The former head of global foreign exchange cash trading at HSBC Bank plc, a subsidiary of HSBC Holdings plc (collectively HSBC), was sentenced to prison for his role defrauding an HSBC client through a scheme commonly referred to as “front running.” The Court remanded Johnson to the custody of the Bureau of Prisons.

Acting Assistant Attorney General John P. Cronan of the Justice Department’s Criminal Division, U.S. Attorney Richard P. Donoghue of the Eastern District of New York, Inspector General Jay N. Lerner of the Federal Deposit Insurance Corporation (FDIC) and Assistant Director in Charge Nancy McNamara of the FBI’s Washington Field Office made the announcement.

Mark Johnson, 51, a United Kingdom citizen, was sentenced to serve 24 months in prison by U.S. Distict Judge Nicholas Garaufis of the Eastern District of New York. In addition, Judge Garaufis ordered that the defendant pay a fine of $300,000. A federal jury convicted the defendant on Oct. 23, 2017, following a four-week trial, of one count of wire fraud conspiracy and eight counts of wire fraud.

“Mark Johnson, an executive at one of the world’s largest financial institutions, cheated his client out of millions and now he’s going to prison for it,” said Acting Assistant Attorney General Cronan. “This sentencing should serve as a warning to those who engage in crooked financial schemes: The Justice Department’s Criminal Division and our law enforcement partners are watching. We are committed to protecting our financial system from harm and we will hold corporate executives accountable for their crimes.”

“Mark Johnson exploited confidential information and betrayed a client in order to generate profits for HSBC and enrich himself,” stated United States Attorney Donoghue. “Johnson has been held accountable for his crimes and today’s sentence should serve as a deterrent to fraudsters seeking to cheat their victims by manipulating important benchmarks, such as the FX spot fixings. This Office, together with our law enforcement partners, is committed to bringing to justice those who undermine public confidence in the operation of the financial markets through such schemes.”

“Today’s sentencing holds Mr.

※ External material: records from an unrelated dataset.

//! Integration tests for pipeline-style writes.
//!
//! Each write must issue exactly one driver call whose filter is the merged
//! match stages and whose pipeline is every other stage plus the update.

mod common;

use common::*;
use serde_json::json;

use quarry::pipeline::{FieldDeltas, PipelineError, SortDirection};

#[tokio::test]
async fn test_update_partitions_match_and_other_stages() {
    let driver = RecordingDriver::new();
    driver.set_modified(3);
    let mut q = builder(&driver, "users");
    q.where_eq("status", "pending")
        .sort("created_at", SortDirection::Ascending)
        .where_op("age", ">", 18)
        .unwrap()
        .limit(100)
        .unwrap();

    let result = q
        .update(object(json!({ "status": "active" })))
        .await
        .unwrap();
    assert_eq!(result.modified_count, 3);

    assert_eq!(
        driver.calls(),
        vec![Call::Update {
            collection: "users".into(),
            filter: object(json!({ "status": "pending", "age": { "$gt": 18 } })),
            update: vec![
                json!({ "$sort": { "created_at": 1 } }),
                json!({ "$limit": 100 }),
                json!({ "$set": { "status": "active" } }),
            ],
        }]
    );
}

#[tokio::test]
async fn test_conflicting_match_keys_are_anded() {
    let driver = RecordingDriver::new();
    let mut q = builder(&driver, "users");
    q.where_op("age", ">", 18)
        .unwrap()
        .where_op("age", "<", 65)
        .unwrap();

    q.increment("logins").await.unwrap();

    match &driver.calls()[0] {
        Call::Update { filter, update, .. } => {
            assert_eq!(
                filter,
                &object(json!({ "$and": [
                    { "age": { "$gt": 18 } },
                    { "age": { "$lt": 65 } }
                ] }))
            );
            assert_eq!(
                update,
                &vec![json!({ "$set": {
                    "logins": { "$add": [{ "$ifNull": ["$logins", 0] }, 1] }
                } })]
            );
        }
        other => panic!("unexpected call {:?}", other),
    }
}

#[tokio::test]
async fn test_arithmetic_target_shapes() {
    let driver = RecordingDriver::new();
    let q = builder(&driver, "stats");

    q.decrement(vec!["stock", "reserved"]).await.unwrap();
    q.multiply("price", 1.1).await.unwrap();
    q.divide(
        FieldDeltas::from(object(json!({ "a": 2, "b": 4 }))),
        1.0,
    )
    .await
    .unwrap();

    let updates: Vec<_> = driver
        .calls()
        .into_iter()
        .map(|call| match call {
            Call::Update { update, .. } => update.last().cloned().unwrap(),
            other => panic!("unexpected call {:?}", other),
        })
        .collect();

    assert_eq!(
        updates[0],
        json!({ "$set": {
            "stock": { "$subtract": [{ "$ifNull": ["$stock", 0] }, 1] },
            "reserved": { "$subtract": [{ "$ifNull": ["$reserved", 0] }, 1] }
        } })
    );
    assert_eq!(
        updates[1],
        json!({ "$set": { "price": { "$multiply": [{ "$ifNull": ["$price", 0] }, 1.1] } } })
    );
    assert_eq!(
        updates[2],
        json!({ "$set": {
            "a": { "$divide": [{ "$ifNull": ["$a", 0] }, 2] },
            "b": { "$divide": [{ "$ifNull": ["$b", 0] }, 4] }
        } })
    );
}

#[tokio::test]
async fn test_divide_by_zero_never_reaches_driver() {
    let driver = RecordingDriver::new();
    let mut q = builder(&driver, "accounts");
    q.where_eq("id", 1);

    let err = q.divide("balance", 0.0).await.unwrap_err();
    assert_eq!(
        err,
        PipelineError::DivisionByZero {
            column: "balance".into()
        }
    );

    let err = q
        .divide(FieldDeltas::from(object(json!({ "a": 2, "b": 0 }))), 1.0)
        .await
        .unwrap_err();
    assert_eq!(err, PipelineError::DivisionByZero { column: "b".into() });

    assert_eq!(driver.call_count(), 0);
}

#[tokio::test]
async fn test_unset() {
    let driver = RecordingDriver::new();
    let q = builder(&driver, "users");

    q.unset(&["token", "reset_at"]).await.unwrap();
    match &driver.calls()[0] {
        Call::Update { update, filter, .. } => {
            assert!(filter.is_empty());
            assert_eq!(update, &vec![json!({ "$unset": ["token", "reset_at"] })]);
        }
        other => panic!("unexpected call {:?}", other),
    }

    assert!(matches!(
        q.unset(&[]).await,
        Err(PipelineError::InvalidArgument(_))
    ));
    assert_eq!(driver.call_count(), 1);
}

#[tokio::test]
async fn test_write_failures_returned_unchanged() {
    let driver = RecordingDriver::new();
    driver.fail_writes("write conflict");
    let q = builder(&driver, "users");

    let err = q.increment("visits").await.unwrap_err();
    assert_eq!(err, PipelineError::Driver("write conflict".into()));
    let err = q.delete().await.unwrap_err();
    assert_eq!(err, PipelineError::Driver("write conflict".into()));
    assert_eq!(driver.call_count(), 2);
}

#[tokio::test]
async fn test_delete_uses_only_match_stages() {
    let driver = RecordingDriver::new();
    driver.set_modified(7);
    let mut q = builder(&driver, "sessions");
    q.where_op("expires_at", "<", 1_700_000_000)
        .unwrap()
        .sort("expires_at", SortDirection::Ascending);

    assert_eq!(q.delete().await.unwrap(), 7);
    assert_eq!(
        driver.calls(),
        vec![Call::Delete {
            collection: "sessions".into(),
            filter: object(json!({ "expires_at": { "$lt": 1_700_000_000 } })),
        }]
    );
}

#[tokio::test]
async fn test_empty_update_rejected() {
    let driver = RecordingDriver::new();
    let q = builder(&driver, "users");
    assert!(q.update(serde_json::Map::new()).await.is_err());
    assert_eq!(driver.call_count(), 0);
}
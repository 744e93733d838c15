//! Condition expression parser
//!
//! A condition arrives in one of three shapes: a conditions object, a
//! `(field, value)` pair, or a `(field, operator, value)` triple. All three
//! normalize to a [`MatchFragment`].

use serde::{Deserialize, Serialize};
use serde_json::{Map, Value};

use super::operator::{Operator, PatternPolicy};
use super::{PipelineError, Result};

/// Canonical match fragment: field path → literal or operator object
#[derive(Debug, Clone, Default, PartialEq, Serialize, Deserialize)]
#[serde(transparent)]
pub struct MatchFragment(Map<String, Value>);

impl MatchFragment {
    /// Create an empty fragment
    pub fn new() -> Self {
        Self(Map::new())
    }

    /// Fragment with a single field condition
    pub fn single(field: impl Into<String>, condition: Value) -> Self {
        let mut map = Map::new();
        map.insert(field.into(), condition);
        Self(map)
    }

    /// Equality on a field; null encodes as an explicit `$eq: null` so it
    /// does not also match rows missing the field
    pub fn equals(field: impl Into<String>, value: Value) -> Self {
        if value.is_null() {
            let mut eq = Map::new();
            eq.insert("$eq".to_string(), Value::Null);
            Self::single(field, Value::Object(eq))
        } else {
            Self::single(field, value)
        }
    }

    /// Fragment of implicit equalities, one per key; null values use `$eq`
    pub fn from_equalities(fields: Map<String, Value>) -> Self {
        let mut fragment = Self::default();
        for (field, value) in fields {
            fragment.merge(Self::equals(field, value));
        }
        fragment
    }

    /// Shallow-merge another fragment into this one (implicit AND).
    ///
    /// Keys present in both are overwritten by `other`.
    pub fn merge(&mut self, other: MatchFragment) {
        for (field, condition) in other.0 {
            self.0.insert(field, condition);
        }
    }

    /// Group several fragments under `$or`
    pub fn any_of(fragments: Vec<MatchFragment>) -> Self {
        let branches = fragments.into_iter().map(MatchFragment::into_value).collect();
        Self::single("$or", Value::Array(branches))
    }

    /// Condition for a field path
    pub fn get(&self, field: &str) -> Option<&Value> {
        self.0.get(field)
    }

    /// Whether the fragment has no conditions
    pub fn is_empty(&self) -> bool {
        self.0.is_empty()
    }

    /// Number of field conditions
    pub fn len(&self) -> usize {
        self.0.len()
    }

    /// Borrow the underlying map
    pub fn as_map(&self) -> &Map<String, Value> {
        &self.0
    }

    /// Take the underlying map
    pub fn into_map(self) -> Map<String, Value> {
        self.0
    }

    /// Convert to a JSON object
    pub fn into_value(self) -> Value {
        Value::Object(self.0)
    }
}

impl From<Map<String, Value>> for MatchFragment {
    fn from(map: Map<String, Value>) -> Self {
        Self(map)
    }
}

/// One condition, in any of the three legal call shapes
#[derive(Debug, Clone, PartialEq)]
pub enum Condition {
    /// Object of field → value equalities, used as-is
    Fields(Map<String, Value>),
    /// Implicit equality
    Equals {
        /// Field path
        field: String,
        /// Expected value
        value: Value,
    },
    /// Explicit operator
    Compare {
        /// Field path
        field: String,
        /// Operator symbol, looked up in the operator table
        operator: String,
        /// Operand
        value: Value,
    },
}

impl Condition {
    /// Build a condition from untyped positional arguments.
    ///
    /// Accepts `[object]`, `[field, value]` and `[field, operator, value]`.
    pub fn from_args(args: Vec<Value>) -> Result<Self> {
        let len = args.len();
        let mut args = args.into_iter();
        match (args.next(), args.next(), args.next()) {
            (Some(Value::Object(fields)), None, None) => Ok(Condition::Fields(fields)),
            (Some(Value::String(field)), Some(value), None) => Ok(Condition::Equals { field, value }),
            (Some(Value::String(field)), Some(Value::String(operator)), Some(value))
                if len == 3 =>
            {
                Ok(Condition::Compare {
                    field,
                    operator,
                    value,
                })
            }
            _ => Err(PipelineError::InvalidQuery(format!(
                "condition expects [object], [field, value] or [field, operator, value] ({} arguments given)",
                len
            ))),
        }
    }
}

impl From<Map<String, Value>> for Condition {
    fn from(fields: Map<String, Value>) -> Self {
        Condition::Fields(fields)
    }
}

impl From<MatchFragment> for Condition {
    fn from(fragment: MatchFragment) -> Self {
        Condition::Fields(fragment.into_map())
    }
}

impl From<(&str, Value)> for Condition {
    fn from((field, value): (&str, Value)) -> Self {
        Condition::Equals {
            field: field.to_string(),
            value,
        }
    }
}

impl From<(String, Value)> for Condition {
    fn from((field, value): (String, Value)) -> Self {
        Condition::Equals { field, value }
    }
}

impl From<(&str, &str, Value)> for Condition {
    fn from((field, operator, value): (&str, &str, Value)) -> Self {
        Condition::Compare {
            field: field.to_string(),
            operator: operator.to_string(),
            value,
        }
    }
}

/// Normalize a condition into a canonical match fragment
pub fn parse_condition(condition: Condition, policy: &PatternPolicy) -> Result<MatchFragment> {
    match condition {
        Condition::Fields(fields) => Ok(MatchFragment::from_equalities(fields)),
        Condition::Equals { field, value } => Operator::Eq.fragment(&field, value, policy),
        Condition::Compare {
            field,
            operator,
            value,
        } => Operator::from_symbol(&operator)?.fragment(&field, value, policy),
    }
}

/// Or-where input, in any of its three legal shapes
#[derive(Debug, Clone, PartialEq)]
pub enum OrConditions {
    /// List of `(field, value)` / `(field, operator, value)` conditions
    Conditions(Vec<Condition>),
    /// List of ready-made fragments
    Fragments(Vec<MatchFragment>),
    /// Single object; each key becomes its own branch
    Object(Map<String, Value>),
}

impl OrConditions {
    /// Detect the shape of untyped or-where input
    pub fn from_json(value: Value) -> Result<Self> {
        match value {
            Value::Object(map) => Ok(OrConditions::Object(map)),
            Value::Array(items) => {
                if items.iter().all(Value::is_object) {
                    let fragments = items
                        .into_iter()
                        .filter_map(|item| match item {
                            Value::Object(map) => Some(MatchFragment::from_equalities(map)),
                            _ => None,
                        })
                        .collect();
                    return Ok(OrConditions::Fragments(fragments));
                }

                let conditions = items
                    .into_iter()
                    .map(|item| match item {
                        Value::Array(args) => Condition::from_args(args),
                        Value::Object(map) => Ok(Condition::Fields(map)),
                        other => Err(PipelineError::InvalidQuery(format!(
                            "or-where entries must be tuples or objects, got {}",
                            other
                        ))),
                    })
                    .collect::<Result<Vec<_>>>()?;
                Ok(OrConditions::Conditions(conditions))
            }
            other => Err(PipelineError::InvalidQuery(format!(
                "or-where expects an array or object, got {}",
                other
            ))),
        }
    }

    /// Normalize into the array-of-fragments form
    pub fn normalize(self, policy: &PatternPolicy) -> Result<Vec<MatchFragment>> {
        let fragments = match self {
            OrConditions::Conditions(conditions) => conditions
                .into_iter()
                .map(|c| parse_condition(c, policy))
                .collect::<Result<Vec<_>>>()?,
            OrConditions::Fragments(fragments) => fragments,
            OrConditions::Object(map) => map
                .into_iter()
                .map(|(field, value)| MatchFragment::equals(field, value))
                .collect(),
        };

        if fragments.is_empty() {
            return Err(PipelineError::InvalidQuery(
                "or-where requires at least one condition".into(),
            ));
        }
        Ok(fragments)
    }
}

impl From<Vec<Condition>> for OrConditions {
    fn from(conditions: Vec<Condition>) -> Self {
        OrConditions::Conditions(conditions)
    }
}

impl From<Vec<MatchFragment>> for OrConditions {
    fn from(fragments: Vec<MatchFragment>) -> Self {
        OrConditions::Fragments(fragments)
    }
}

impl From<Map<String, Value>> for OrConditions {
    fn from(map: Map<String, Value>) -> Self {
        OrConditions::Object(map)
    }
}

Johnson accountable for his egregious conduct to improperly manipulate the foreign currency market, misuse his position, and breach the customers’ trust,” said FDIC Inspector General Lerner. “We are dedicated to working with our law enforcement partners in order to combat crimes that undermine the integrity of financial institutions and bring culpable bank insiders to justice.”

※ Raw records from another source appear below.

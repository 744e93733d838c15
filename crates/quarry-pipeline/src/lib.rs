#![forbid(unsafe_code)]
#![warn(missing_docs)]
//! # quarry-pipeline
//!
//! Query-expression compiler and aggregation-pipeline builder for document databases

pub mod pipeline;
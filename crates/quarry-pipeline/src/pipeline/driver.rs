//! Execution driver seam
//!
//! The builder never talks to storage itself. Everything that reaches the
//! database goes through a [`Driver`]: aggregate, explain, update and delete.

use serde::{Deserialize, Serialize};
use serde_json::{Map, Value};

use super::{PipelineError, Result};

/// Options forwarded with an aggregate call
#[derive(Debug, Clone, Default, PartialEq, Eq, Serialize, Deserialize)]
#[serde(rename_all = "camelCase")]
pub struct AggregateOptions {
    /// Allow the engine to spill to disk
    pub allow_disk_use: bool,
    /// Server-side execution time limit
    pub max_time_ms: Option<u64>,
}

/// Update result
#[derive(Debug, Clone, Default, PartialEq, Eq, Serialize, Deserialize)]
#[serde(rename_all = "camelCase")]
pub struct UpdateResult {
    /// Number of documents matched
    pub matched_count: u64,
    /// Number of documents modified
    pub modified_count: u64,
}

/// Executes serialized pipelines against a collection
#[async_trait::async_trait]
pub trait Driver: Send + Sync {
    /// Run a pipeline and collect the rows
    async fn aggregate(
        &self,
        collection: &str,
        pipeline: Vec<Value>,
        options: &AggregateOptions,
    ) -> Result<Vec<Value>>;

    /// Ask the engine how it would run a pipeline
    async fn explain(
        &self,
        collection: &str,
        pipeline: Vec<Value>,
        options: &AggregateOptions,
    ) -> Result<Value>;

    /// Apply a pipeline-style update to every row matching `filter`
    async fn update_many(
        &self,
        collection: &str,
        filter: Map<String, Value>,
        update: Vec<Value>,
    ) -> Result<UpdateResult>;

    /// Delete every row matching `filter`, returning the deleted count
    async fn delete_many(&self, collection: &str, filter: Map<String, Value>) -> Result<u64>;
}

/// Driver for builders that only compile pipelines.
///
/// Every call fails with [`PipelineError::Detached`].
#[derive(Debug, Clone, Copy, Default)]
pub struct Detached;

#[async_trait::async_trait]
impl Driver for Detached {
    async fn aggregate(
        &self,
        collection: &str,
        _pipeline: Vec<Value>,
        _options: &AggregateOptions,
    ) -> Result<Vec<Value>> {
        Err(PipelineError::Detached(format!("aggregate on '{}'", collection)))
    }

    async fn explain(
        &self,
        collection: &str,
        _pipeline: Vec<Value>,
        _options: &AggregateOptions,
    ) -> Result<Value> {
        Err(PipelineError::Detached(format!("explain on '{}'", collection)))
    }

    async fn update_many(
        &self,
        collection: &str,
        _filter: Map<String, Value>,
        _update: Vec<Value>,
    ) -> Result<UpdateResult> {
        Err(PipelineError::Detached(format!("update on '{}'", collection)))
    }

    async fn delete_many(&self, collection: &str, _filter: Map<String, Value>) -> Result<u64> {
        Err(PipelineError::Detached(format!("delete on '{}'", collection)))
    }
}

#[cfg(test)]
mod tests {
    use super::*;

    #[tokio::test]
    async fn test_detached_refuses_everything() {
        let driver = Detached;
        let options = AggregateOptions::default();

        let err = driver.aggregate("users", vec![], &options).await.unwrap_err();
        assert_eq!(err, PipelineError::Detached("aggregate on 'users'".into()));
        assert!(driver.explain("users", vec![], &options).await.is_err());
        assert!(driver.update_many("users", Map::new(), vec![]).await.is_err());
        assert!(driver.delete_many("users", Map::new()).await.is_err());
    }

    #[test]
    fn test_options_wire_names() {
        let options = AggregateOptions {
            allow_disk_use: true,
            max_time_ms: Some(500),
        };
        let wire = serde_json::to_value(&options).unwrap();
        assert_eq!(wire, serde_json::json!({ "allowDiskUse": true, "maxTimeMs": 500 }));
    }
}
//! Builder configuration
//!
//! Loaded from TOML with sensible defaults for every optional value:
//!
//! ```toml
//! id_field = "_id"
//! cursor_column = "id"
//! page_size = 15
//! case_insensitive_patterns = true
//!
//! [logging]
//! level = "debug"
//! format = "json"
//! ```

use std::path::Path;

use serde::{Deserialize, Serialize};

use super::driver::AggregateOptions;
use super::operator::PatternPolicy;
use super::{PipelineError, Result};

/// Builder configuration
#[derive(Debug, Clone, PartialEq, Serialize, Deserialize)]
#[serde(default)]
pub struct BuilderConfig {
    /// Identity field used as the tiebreak sort of `last()`
    pub id_field: String,
    /// Default cursor-pagination column
    pub cursor_column: String,
    /// Default page size for pagination and chunking
    pub page_size: u64,
    /// Case-insensitive like/startsWith/endsWith
    pub case_insensitive_patterns: bool,
    /// Forward cursor comparison uses `>=` instead of `>`
    pub cursor_inclusive: bool,
    /// Let the engine spill aggregations to disk
    pub allow_disk_use: bool,
    /// Server-side aggregate time limit
    pub max_time_ms: Option<u64>,
    /// Logging (CLI only)
    pub logging: LoggingConfig,
}

impl Default for BuilderConfig {
    fn default() -> Self {
        Self {
            id_field: "_id".to_string(),
            cursor_column: "id".to_string(),
            page_size: 15,
            case_insensitive_patterns: true,
            cursor_inclusive: false,
            allow_disk_use: false,
            max_time_ms: None,
            logging: LoggingConfig::default(),
        }
    }
}

/// Logging configuration
#[derive(Debug, Clone, PartialEq, Serialize, Deserialize)]
#[serde(default)]
pub struct LoggingConfig {
    /// Default `EnvFilter` directive
    pub level: String,
    /// Output format
    pub format: LogFormat,
}

impl Default for LoggingConfig {
    fn default() -> Self {
        Self {
            level: "info".to_string(),
            format: LogFormat::Pretty,
        }
    }
}

/// Log output format
#[derive(Debug, Clone, Copy, PartialEq, Eq, Default, Serialize, Deserialize)]
#[serde(rename_all = "lowercase")]
pub enum LogFormat {
    /// Human-readable
    #[default]
    Pretty,
    /// One JSON object per line
    Json,
}

impl BuilderConfig {
    /// Load configuration from a TOML file
    pub fn from_file(path: &Path) -> Result<Self> {
        let contents = std::fs::read_to_string(path).map_err(|e| {
            PipelineError::Config(format!("Failed to read config file {:?}: {}", path, e))
        })?;

        Self::parse_str(&contents)
    }

    /// Parse configuration from a TOML string
    pub fn parse_str(contents: &str) -> Result<Self> {
        let config: Self = toml::from_str(contents)
            .map_err(|e| PipelineError::Config(format!("Failed to parse config: {}", e)))?;
        config.validate()?;
        Ok(config)
    }

    /// Validate the configuration
    pub fn validate(&self) -> Result<()> {
        if self.id_field.is_empty() {
            return Err(PipelineError::Config("id_field cannot be empty".into()));
        }
        if self.cursor_column.is_empty() {
            return Err(PipelineError::Config("cursor_column cannot be empty".into()));
        }
        if self.page_size == 0 {
            return Err(PipelineError::Config("page_size cannot be 0".into()));
        }
        Ok(())
    }

    /// Collation policy for pattern operators
    pub fn pattern_policy(&self) -> PatternPolicy {
        PatternPolicy {
            case_insensitive: self.case_insensitive_patterns,
        }
    }

    /// Options forwarded with every aggregate call
    pub fn aggregate_options(&self) -> AggregateOptions {
        AggregateOptions {
            allow_disk_use: self.allow_disk_use,
            max_time_ms: self.max_time_ms,
        }
    }
}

“Leaders of financial service organizations such as HSBC are held to the utmost standard of integrity, which Mark Johnson failed to uphold,” said Assistant Director in Charge McNamara. “The FBI will not falter in assuring that justice will be brought to those that use company finances for their own personal gain.”

According to the evidence presented at trial, in November and December 2011, Johnson cheated an HSBC client out of millions of dollars by misusing information provided to him by that client, which had hired HSBC to execute a foreign exchange transaction related to a planned sale of one of the client’s foreign subsidiaries. HSBC was selected to execute the foreign exchange transaction – which was going to require converting approximately $3.5 billion in sales proceeds into British Pound Sterling – in October 2011. HSBC’s agreement with the client required the bank to keep the details of the client’s planned transaction confidential. Instead, Johnson misused confidential information he received about the client’s transaction to cheat the client out of millions of dollars, the evidence showed.

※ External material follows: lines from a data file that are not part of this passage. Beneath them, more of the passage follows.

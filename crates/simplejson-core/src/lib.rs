//! # simplejson-core
//!
//! A minimal recursive-descent JSON parser and an ordered in-memory document model.
//!
//! The parser normalizes the input once (escape decoding, whitespace stripping),
//! then descends over slices of that buffer: every fragment is balance-checked,
//! classified, and either returned as a primitive or split at its top-level commas
//! and parsed piece by piece. The result is a tree of [`Value`]s rooted in a
//! [`JsonObject`], which renders back into pretty-printed JSON text.
//!
//! ## Quick start
//!
//! ```rust
//! use simplejson_core::{parse, Value};
//!
//! let doc = parse(r#"{"a": 1, "b": true, "c": null}"#).unwrap();
//! assert_eq!(doc.get_integer("a"), Some(1));
//! assert_eq!(doc.get_boolean("b"), Some(true));
//! assert!(doc.is_null("c"));
//!
//! // Typed getters return None on a variant mismatch rather than failing.
//! assert_eq!(doc.get_string("a"), None);
//!
//! // Render → parse roundtrip
//! let back = parse(&doc.render()).unwrap();
//! assert_eq!(back, doc);
//! assert_eq!(back.get("a"), Some(&Value::Integer(1)));
//! ```
//!
//! ## Grammar
//!
//! Looser than RFC 8259 in places: numbers are `[-+]?[0-9]*\.?[0-9]+` with no
//! exponent form, string escapes are limited to `\\ \" \t \n \r` (any other escaped
//! character loses its backslash, there is no `\u`), and the document root must
//! be an object.
//!
//! ## Modules
//!
//! - [`scanner`]: text primitives: balance, separators, literals, escapes
//! - [`classify`]: fragment classification
//! - [`parser`]: `parse`, `parse_with_options`, top-level splitting
//! - [`render`]: document model → JSON text
//! - [`error`]: error types for parse and access failures
//! - [`value`], [`object`], [`array`]: the document model
//! - [`interop`]: conversions to and from `serde_json::Value`
//! - [`options`]: `ParseOptions`

pub mod array;
pub mod classify;
pub mod error;
pub mod interop;
pub mod object;
pub mod options;
pub mod parser;
pub mod render;
pub mod scanner;
pub mod value;

pub use array::JsonArray;
pub use error::{ErrorKind, ParseError, Result};
pub use object::JsonObject;
pub use options::ParseOptions;
pub use parser::{parse, parse_with_options};
pub use value::{Value, ValueKind};
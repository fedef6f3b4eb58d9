use criterion::{criterion_group, criterion_main, Criterion};
use simplejson_core::{parse, JsonArray, JsonObject};
use std::hint::black_box;

/// A document of `rows` records, each with a few primitives and a small array.
fn sample_document(rows: usize) -> String {
    let mut records = JsonArray::new();
    for i in 0..rows {
        let mut record = JsonObject::new();
        record.put("id", i as i64);
        record.put("name", format!("user-{i}"));
        record.put("score", i as f64 / 4.0);
        record.put("active", i % 2 == 0);
        record.put("tags", ["a,b", "{c}", "d"].into_iter().collect::<JsonArray>());
        records.add(record);
    }
    let mut doc = JsonObject::new();
    doc.put("records", records);
    doc.render()
}

fn bench_parse(c: &mut Criterion) {
    let small = sample_document(10);
    let medium = sample_document(200);

    c.bench_function("parse_10_records", |b| {
        b.iter(|| parse(black_box(&small)).unwrap())
    });
    c.bench_function("parse_200_records", |b| {
        b.iter(|| parse(black_box(&medium)).unwrap())
    });
}

fn bench_render(c: &mut Criterion) {
    let doc = parse(&sample_document(200)).unwrap();
    c.bench_function("render_200_records", |b| b.iter(|| black_box(&doc).render()));
}

criterion_group!(benches, bench_parse, bench_render);
criterion_main!(benches);
use tracing_subscriber::{fmt, prelude::*, EnvFilter};

/// Install a stderr `fmt` subscriber.
///
/// `RUST_LOG` wins when set; otherwise `-v` selects `debug`, `-vv` and above
/// `trace`, and the default is `warn`.
pub fn setup_logging(verbosity: u8) {
    let default_level = match verbosity {
        0 => "warn",
        1 => "debug",
        _ => "trace",
    };
    let filter = EnvFilter::try_from_default_env().unwrap_or_else(|_| EnvFilter::new(default_level));

    tracing_subscriber::registry()
        .with(filter)
        .with(fmt::layer().with_writer(std::io::stderr).with_target(false))
        .init();
}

Shortly before the transaction, Johnson and other traders acting under his direction purchased Pounds Sterling for their own benefit in their HSBC “proprietary” accounts. Johnson then caused the $3.5 billion foreign exchange transaction to be executed in a manner that was designed to “ramp,” or drive up, the price of the Pound Sterling, benefiting their proprietary positions and HSBC at the expense of their client. As part of the scheme, Johnson and his co-conspirators also made misrepresentations to the client about the transaction that concealed the self-serving nature of their actions. The evidence showed that in total, Johnson and the traders he supervised generated HSBC profits of roughly $7.3 million from the execution of the transaction, including profits generated from the front-running conduct.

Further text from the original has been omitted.